//! The tool-calling orchestration loop.

use chrono::Utc;
use medibook_config::AppConfig;
use medibook_core::agent::{AgentResponse, OrchestrationState, DEFAULT_MAX_ITERATIONS};
use medibook_core::event::{DomainEvent, EventBus};
use medibook_core::message::Message;
use medibook_core::provider::Provider;
use medibook_core::tool::{ToolCall, ToolRegistry, ToolResult};
use std::sync::Arc;
use std::time::Instant;
use tracing::{debug, info, warn};

use crate::context::ContextBuilder;
use crate::interpreter::ResponseInterpreter;
use crate::sanitizer::sanitize;

/// Reply when the agent produced nothing usable.
pub const COULD_NOT_PROCESS: &str = "Xin lỗi, tôi không thể xử lý yêu cầu này lúc này.";

/// Reply when the round-trip bound is hit without an answer.
pub const TOO_MANY_STEPS: &str =
    "Xin lỗi, yêu cầu này cần quá nhiều bước xử lý. Bạn vui lòng hỏi cụ thể hơn nhé.";

/// The core agent loop that orchestrates agent calls and tool execution.
pub struct AgentLoop {
    /// Calls the agent service and interprets its output
    interpreter: ResponseInterpreter,

    /// Tool dispatcher
    tools: Arc<ToolRegistry>,

    /// Event bus for domain events
    event_bus: Arc<EventBus>,

    /// Maximum tool round-trips per inbound message
    max_iterations: u32,
}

==============================

Please set down the entire listing once more, exactly as it stands.

//! The tool-calling orchestration loop.

use chrono::Utc;
use medibook_config::AppConfig;
use medibook_core::agent::{AgentResponse, OrchestrationState, DEFAULT_MAX_ITERATIONS};
use medibook_core::event::{DomainEvent, EventBus};
use medibook_core::message::Message;
use medibook_core::provider::Provider;
use medibook_core::tool::{ToolCall, ToolRegistry, ToolResult};
use std::sync::Arc;
use std::time::Instant;
use tracing::{debug, info, warn};

use crate::context::ContextBuilder;
use crate::interpreter::ResponseInterpreter;
use crate::sanitizer::sanitize;

/// Reply when the agent produced nothing usable.
pub const COULD_NOT_PROCESS: &str = "Xin lỗi, tôi không thể xử lý yêu cầu này lúc này.";

/// Reply when the round-trip bound is hit without an answer.
pub const TOO_MANY_STEPS: &str =
    "Xin lỗi, yêu cầu này cần quá nhiều bước xử lý. Bạn vui lòng hỏi cụ thể hơn nhé.";

/// The core agent loop that orchestrates agent calls and tool execution.
pub struct AgentLoop {
    /// Calls the agent service and interprets its output
    interpreter: ResponseInterpreter,

    /// Tool dispatcher
    tools: Arc<ToolRegistry>,

    /// Event bus for domain events
    event_bus: Arc<EventBus>,

    /// Maximum tool round-trips per inbound message
    max_iterations: u32,
}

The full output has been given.